┌────────

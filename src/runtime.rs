//! Shared derived-flow runtime.
//!
//! [`Core`] owns everything the synchronous and asynchronous derived flows
//! have in common: the cached and active computation records, the dirty
//! latch, the listener set and the subscribe/unsubscribe lifecycle. How a new
//! record is produced is left to a [`Strategy`].

use std::cell::RefCell;
use std::sync::{Arc, Weak};

use parking_lot::Mutex;

use crate::computation::Computation;
use crate::flow::{FlowKey, FlowValue, Listener, Subscription};
use crate::listeners::ListenerSet;
use crate::tracer::{SharedTracer, Tracer};
use crate::FlowError;

// Thread-local evaluation stack for cycle detection.
thread_local! {
    static EVAL_STACK: RefCell<Vec<FlowKey>> = const { RefCell::new(Vec::new()) };
}

/// Marks a flow as being evaluated on this thread until dropped.
struct EvalGuard;

impl EvalGuard {
    fn enter(key: &FlowKey, tracer: &dyn Tracer) -> Result<Self, FlowError> {
        let cycle = EVAL_STACK.with(|stack| {
            let mut stack = stack.borrow_mut();
            if stack.iter().any(|k| k.id == key.id) {
                let mut path = stack.clone();
                path.push(key.clone());
                Some(path)
            } else {
                stack.push(key.clone());
                None
            }
        });

        match cycle {
            Some(path) => {
                tracer.on_cycle_detected(&path);
                Err(FlowError::Cycle {
                    path: path.iter().map(ToString::to_string).collect(),
                })
            }
            None => Ok(EvalGuard),
        }
    }
}

impl Drop for EvalGuard {
    fn drop(&mut self) {
        EVAL_STACK.with(|stack| {
            stack.borrow_mut().pop();
        });
    }
}

// ============================================================================
// Strategy
// ============================================================================

/// How a derived flow produces a new computation record.
pub(crate) trait Strategy: Send + Sync + Sized + 'static {
    type Output: FlowValue;
    type Record: AsRef<Computation<Self::Output>> + Send + Sync + 'static;

    /// Start a new computation.
    ///
    /// Implementations must install the returned record with
    /// [`Core::install`] (or [`Core::stage`] and [`Core::commit`]) before
    /// returning.
    fn compute(&self, core: &Arc<Core<Self>>) -> Arc<Self::Record>;
}

// ============================================================================
// Core
// ============================================================================

struct State<R> {
    /// Answers `snapshot()`; may be stale while unwatched.
    cached: Option<Arc<R>>,
    /// Subscribed to its dependencies. Present only while listeners exist.
    active: Option<Arc<R>>,
    dirty: bool,
}

/// A record swapped in as cached whose side effects are still outstanding.
#[must_use]
pub(crate) struct Staged<R> {
    record: Arc<R>,
    retired: Option<Arc<R>>,
    activate: bool,
}

/// Runtime state shared by all clones of a derived flow.
pub(crate) struct Core<S: Strategy> {
    key: FlowKey,
    strategy: S,
    state: Mutex<State<S::Record>>,
    listeners: ListenerSet,
    tracer: SharedTracer,
    /// Subscribed to the dependencies of the active record.
    handler: Listener,
}

impl<S: Strategy> Core<S> {
    pub fn new(key: FlowKey, strategy: S, tracer: SharedTracer) -> Arc<Self> {
        Arc::new_cyclic(|weak: &Weak<Self>| {
            let weak = weak.clone();
            let handler: Listener = Arc::new(move || match weak.upgrade() {
                Some(core) => core.on_source_change(),
                None => Ok(()),
            });
            Self {
                key,
                strategy,
                state: Mutex::new(State {
                    cached: None,
                    active: None,
                    dirty: false,
                }),
                listeners: ListenerSet::new(),
                tracer,
                handler,
            }
        })
    }

    fn computation(record: &S::Record) -> &Computation<S::Output> {
        <S::Record as AsRef<Computation<S::Output>>>::as_ref(record)
    }

    pub fn key(&self) -> &FlowKey {
        &self.key
    }

    pub fn strategy(&self) -> &S {
        &self.strategy
    }

    pub fn tracer(&self) -> &dyn Tracer {
        &*self.tracer
    }

    pub fn shared_tracer(&self) -> &SharedTracer {
        &self.tracer
    }

    pub fn cached(&self) -> Option<Arc<S::Record>> {
        self.state.lock().cached.clone()
    }

    pub fn is_dirty(&self) -> bool {
        self.state.lock().dirty
    }

    pub fn listener_count(&self) -> usize {
        self.listeners.len()
    }

    /// Read the current value, recomputing if the cache cannot be trusted.
    pub fn snapshot(self: &Arc<Self>) -> Result<S::Output, FlowError> {
        let record = self.current()?;
        Self::computation(&record).value()
    }

    /// The record answering `snapshot()`, validated or recomputed.
    ///
    /// A watched, clean record is reused as is. Otherwise the record is reused
    /// only if none of its dependencies changed since they were read.
    pub fn current(self: &Arc<Self>) -> Result<Arc<S::Record>, FlowError> {
        let _guard = EvalGuard::enter(&self.key, self.tracer())?;

        let (cached, check) = {
            let mut state = self.state.lock();
            let check = state.active.is_none() || state.dirty;
            state.dirty = false;
            (state.cached.clone(), check)
        };

        let record = match cached {
            Some(record) if !check => record,
            Some(record) => {
                let changed = Self::computation(&record).sources_changed();
                self.tracer.on_cache_check(&self.key, !changed);
                if changed {
                    self.strategy.compute(self)
                } else {
                    record
                }
            }
            None => self.strategy.compute(self),
        };
        Ok(record)
    }

    /// Make `record` the cached record, and the active one while watched.
    ///
    /// Only swaps state; the previous active record is disposed and the new
    /// one subscribed by [`commit`](Self::commit), which must be called
    /// without any lock held.
    pub fn stage(&self, record: &Arc<S::Record>) -> Staged<S::Record> {
        let mut state = self.state.lock();
        state.cached = Some(record.clone());
        if self.listeners.is_empty() {
            return Staged {
                record: record.clone(),
                retired: None,
                activate: false,
            };
        }
        let retired = state
            .active
            .replace(record.clone())
            .filter(|previous| !Arc::ptr_eq(previous, record));
        Staged {
            record: record.clone(),
            retired,
            activate: true,
        }
    }

    pub fn commit(&self, staged: Staged<S::Record>) {
        if let Some(retired) = staged.retired {
            Self::computation(&retired).dispose();
        }
        if staged.activate && self.is_active(&staged.record) {
            Self::computation(&staged.record).subscribe_to_sources(self.handler.clone());
        }
    }

    pub fn install(&self, record: &Arc<S::Record>) {
        let staged = self.stage(record);
        self.commit(staged);
    }

    fn is_active(&self, record: &Arc<S::Record>) -> bool {
        self.state
            .lock()
            .active
            .as_ref()
            .is_some_and(|active| Arc::ptr_eq(active, record))
    }

    /// Register a listener.
    ///
    /// The first listener forces one evaluation so the dependency set is
    /// known; its error is swallowed and re-raised by the next `snapshot()`.
    pub fn subscribe(self: &Arc<Self>, listener: Listener) -> Subscription {
        if self.listeners.is_empty() {
            let _ = self.current();
        }

        let (slot, first) = self.listeners.insert(listener);
        if first {
            self.activate();
        }

        let core = Arc::downgrade(self);
        Subscription::new(move || {
            if let Some(core) = core.upgrade() {
                core.unsubscribe(slot);
            }
        })
    }

    fn activate(&self) {
        let record = {
            let mut state = self.state.lock();
            if state.active.is_some() {
                return;
            }
            let Some(record) = state.cached.clone() else {
                return;
            };
            state.active = Some(record.clone());
            record
        };
        Self::computation(&record).subscribe_to_sources(self.handler.clone());
    }

    fn unsubscribe(&self, slot: usize) {
        if !self.listeners.remove(slot) {
            return;
        }
        let retired = {
            let mut state = self.state.lock();
            if self.listeners.is_empty() {
                state.active.take()
            } else {
                None
            }
        };
        if let Some(retired) = retired {
            Self::computation(&retired).dispose();
        }
    }

    /// Dirty latch: only the first change after a `snapshot()` notifies.
    fn on_source_change(&self) -> Result<(), FlowError> {
        {
            let mut state = self.state.lock();
            if state.dirty {
                return Ok(());
            }
            state.dirty = true;
        }
        self.tracer.on_dirty(&self.key);
        self.notify()
    }

    /// Call every listener, aggregating failures.
    pub fn notify(&self) -> Result<(), FlowError> {
        match self.listeners.notify() {
            Ok(count) => {
                self.tracer.on_notify(&self.key, count, false);
                Ok(())
            }
            Err(error) => {
                self.tracer
                    .on_notify(&self.key, self.listeners.len(), true);
                Err(error)
            }
        }
    }
}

└────────

# WORK REQUIRED:
Using the entries above, find all lines with "unsubscribe". Copy them.

# FINISHED TASK:
//! latch, the listener set and the subscribe/unsubscribe lifecycle. How a new
                core.unsubscribe(slot);
    fn unsubscribe(&self, slot: usize) {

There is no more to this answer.